Oye Vay.  If there wasn't a child involved I'd say just keep handing her the shovel because it's her own hole she's digging.  Maybe when she hits bottom she'll wake up, but at what expense to the child?

I'm so truly sorry that you and your wife have to endure something like this, but even more sorry that the child has a custodial parent whose willing to put them (and their visitation with the non custodial parent) smack in the middle of a blackmailing threat.

Truly.... a judge needs to be made aware of this behavior.
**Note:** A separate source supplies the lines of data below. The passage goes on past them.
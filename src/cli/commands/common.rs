use crate::cli::args::{
    CommonCommand, ExclusionCommand, NotificationCommand, RootFolderChoice, TagCommand,
};
use crate::cli::output::Printer;
use crate::cli::prompt;
use crate::error::Error;
use crate::media::{MediaClient, Paging};
use crate::models::{DiskSpace, Item, Items, QualityProfile, RootFolder, Schema};
use anyhow::Result;
use serde_json::Value;

pub(super) async fn run(api: &MediaClient, command: CommonCommand, printer: &Printer) -> Result<()> {
    match command {
        CommonCommand::Profiles => {
            let profiles = quality_profiles(api).await?;
            printer.profiles(&profiles)?;
        }
        CommonCommand::SystemStatus => {
            printer.value("System status", &api.get_system_status().await?)?
        }
        CommonCommand::DiskSpace => {
            let disks: Vec<DiskSpace> = decode_list(into_vec(api.get_disk_space().await?), "disk space")?;
            printer.disk_space(&disks)?
        }
        CommonCommand::RootFolders => printer.root_folders(api.get_root_folders().await?)?,
        CommonCommand::Queue {
            paging,
            hide_unknown,
        } => {
            let res = api.get_queue(&paging.over(Paging::queue()), !hide_unknown).await?;
            printer.value("Queue", &res)?;
        }
        CommonCommand::Delqueue { id, blocklist } => {
            printer.value("Result", &api.delete_queue(id, blocklist).await?)?
        }
        CommonCommand::Calendar { start, end } => {
            printer.value("Calendar", &api.get_calendar(start, end).await?)?
        }
        CommonCommand::Wanted { paging } => {
            let res = api.get_wanted(&paging.over(Paging::wanted()), None).await?;
            printer.value("Wanted", &res)?;
        }
        CommonCommand::History { paging } => {
            let res = api.get_history(&paging.over(Paging::history()), None).await?;
            printer.value("History", &res)?;
        }
        CommonCommand::Log { paging } => {
            let res = api.get_logs(&paging.over(Paging::logs()), None).await?;
            printer.value("Logs", &res)?;
        }
        CommonCommand::Blocklist { paging } => {
            let res = api.get_blocklist(&paging.over(Paging::blocklist()), None).await?;
            printer.value("Blocklist", &res)?;
        }
        CommonCommand::Delblocklist { id } => {
            printer.value("Result", &api.delete_blocklist(id).await?)?
        }
        CommonCommand::Status { id } => printer.value("Status", &api.get_command(id).await?)?,
        CommonCommand::RssSync => printer.value("Result", &api.sync_rss().await?)?,
        CommonCommand::Backup => printer.value("Backups", &api.get_backup().await?)?,
        CommonCommand::Tag { command } => tag(api, command, printer).await?,
        CommonCommand::Exclusion { command } => match command {
            ExclusionCommand::List { id } => {
                printer.value("Exclusions", &api.get_exclusion(id).await?)?
            }
            ExclusionCommand::Delete { id } => {
                printer.value("Result", &api.delete_exclusion(id).await?)?
            }
        },
        CommonCommand::Notification { command } => match command {
            NotificationCommand::List { id } => {
                printer.value("Notifications", &api.get_notification(id).await?)?
            }
            NotificationCommand::Delete { id } => {
                printer.value("Result", &api.delete_notification(id).await?)?
            }
        },
    }
    Ok(())
}

async fn tag(api: &MediaClient, command: TagCommand, printer: &Printer) -> Result<()> {
    let res = match command {
        TagCommand::List { id } => api.get_tag(id).await?,
        TagCommand::Detail { id } => api.get_tag_detail(id).await?,
        TagCommand::Create { label } => api.create_tag(&label).await?,
        TagCommand::Edit { id, label } => api.edit_tag(id, &label).await?,
        TagCommand::Delete { id } => api.delete_tag(id).await?,
    };
    printer.value("Tags", &res)
}

async fn quality_profiles(api: &MediaClient) -> Result<Vec<QualityProfile>> {
    let profiles = api.get_quality_profiles().await?;
    decode_list(profiles, "quality profiles")
}

async fn root_folders(api: &MediaClient) -> Result<Vec<RootFolder>> {
    let folders = api.get_root_folders().await?;
    decode_list(folders, "root folders")
}

fn into_vec(value: Value) -> Vec<Value> {
    match value {
        Value::Array(values) => values,
        Value::Null => Vec::new(),
        other => vec![other],
    }
}

fn decode_list<T: serde::de::DeserializeOwned>(values: Vec<Value>, what: &str) -> Result<Vec<T>> {
    serde_json::from_value(Value::Array(values))
        .map_err(|e| Error::client(format!("Unexpected {} from server: {}", what, e)).into())
}

/// Quality profile of an add command, asked for when not given.
pub(super) async fn choose_profile(api: &MediaClient, quality: Option<u32>) -> Result<u32> {
    if let Some(quality) = quality {
        return Ok(quality);
    }
    let profiles = quality_profiles(api).await?;
    prompt::select_profile(&profiles)
}

/// Root folder id of an add command; `Auto` asks for one.
pub(super) async fn choose_root_folder(api: &MediaClient, choice: RootFolderChoice) -> Result<u32> {
    match choice {
        RootFolderChoice::Default => Ok(0),
        RootFolderChoice::Id(id) => Ok(id),
        RootFolderChoice::Auto => {
            let folders = root_folders(api).await?;
            prompt::select_root_folder(&folders)
        }
    }
}

/// Lookup result of an add command given by keywords.
pub(super) fn choose_item<S: Schema>(terms: &str, choices: Option<Items<S>>) -> Result<Item<S>> {
    prompt::select_item(terms, choices)
}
This woman needs a wake up call.


BelleMere

And I say used to because she is now in jail for, yes, trying to kill her own children to keep them away from my DH (and me). Thankfully, she didn't succeed - but she is definitely relieved of her parenting responsibilities. 15 years behind bars and the kids will be adults when she gets out. So taking those threats seriously is absolutely what you must MUST MUST do!!! I'd be recording her phone calls, personally, and letting her know that. For your child's wellbeing. And I'd also be filing police reports for visitation interference if she doesn't put your son on the plane. We did that a couple of times - in our state it's punishable with a fine or time in jail - and we cleared that little problem right up.

Regarding the retirement - as you probably know, whatever is in that decree stands, but it could be challenged. If she wants to spend money on that, whateva. My favorite response to all that is "We'll deal with it when you file the papers." Courts DO NOT tie finances to visitation, so she could get herself in real trouble here by withholding your child b/c she doesn't like the way retirement worked out nearly, what, a decade ago?
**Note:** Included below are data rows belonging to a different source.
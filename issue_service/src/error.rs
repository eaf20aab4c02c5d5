//! Error Types
//!
//! Failures of the issue operations, grouped as validation errors (bad client
//! input), not-found errors (project or issue absent) and persistence errors.

use thiserror::Error;

use crate::database::DatabaseError;
use crate::domain::IssueId;

#[derive(Debug, Error)]
pub enum IssueError {
    #[error("required field(s) missing")]
    MissingRequiredFields,
    #[error("missing _id")]
    MissingId,
    #[error("invalid issue id '{0}'")]
    InvalidId(String),
    #[error("malformed field: {0}")]
    InvalidField(String),
    #[error("no update field(s) sent")]
    NoUpdateFields,
    #[error("project '{0}' not found")]
    ProjectNotFound(String),
    #[error("issue {0} not found")]
    IssueNotFound(IssueId),
    #[error(transparent)]
    Database(#[from] DatabaseError),
}

impl IssueError {
    pub fn is_validation(&self) -> bool {
        matches!(
            self,
            IssueError::MissingRequiredFields
                | IssueError::MissingId
                | IssueError::InvalidId(_)
                | IssueError::InvalidField(_)
                | IssueError::NoUpdateFields
        )
    }

    pub fn is_not_found(&self) -> bool {
        matches!(self, IssueError::ProjectNotFound(_) | IssueError::IssueNotFound(_))
    }
}

pub type Result<T> = std::result::Result<T, IssueError>;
A WIFE (stepmother or not) can legally make calls to schools, doctors and police etc on behalf of her husband. If you want to back that up with paperwork, you can always give her a power of attorney - there are custodial POAs - and I'd send that to your ex, just so she knows the bases are legally covered. And of course your wife can email or post online - it's a free country. I assume she is a careful enough woman to know not to post your ex's name and address, so it's not like it's harassment. Your Ex of course doesn't have to read what your wife posts! That's HER CHOICE.

Personally, given the similarities here between what I see in these messages and what we went through, I'd  be worried. The more they object and defend, the more you should be concerned about how your child is being parented. There's a biblical passage I like in John that basically says if people are doing good, they don't mind having the light of day shone on it. If they are doing wrong, they prefer to do it at night. In other words, as long as your ex is making the best decisions, she shouldn't care who calls whom about your son. But we can see clearly that she isn't - she IS emotionally blackmailing her own child, and that is bad parenting.

Oh, also, if you have an answering machine, trash it and get voice mail and caller ID. Our BM's calls went WAY down once she realized that her voice was not echoing through the house, courtesy of the answering machine. Her little power trip went down the drain right there.

jilly


catherine

wow, what a story.  I just wanted to say that I've seen MixedBag on here for years and very rarely talks about her own story.  She usually offers good balanced advice based on her multi-roles in the family.  And as far as I know - I have NEVER seen any identifying information so this can't be a liable or slander suit at all.  None of us know who you people really are.

And a note to the person, Camilla, who has kept all this nonsense going:

MIND YOUR OWN BUSINESS!

There are always stories like this of people "finding" exes on the net.  It's people like YOU, Camilla, TRAITORS that cause this shit.  Some friend you are.  All you are doing is causing the whole family (AND THE KID) stress.  Smarten up.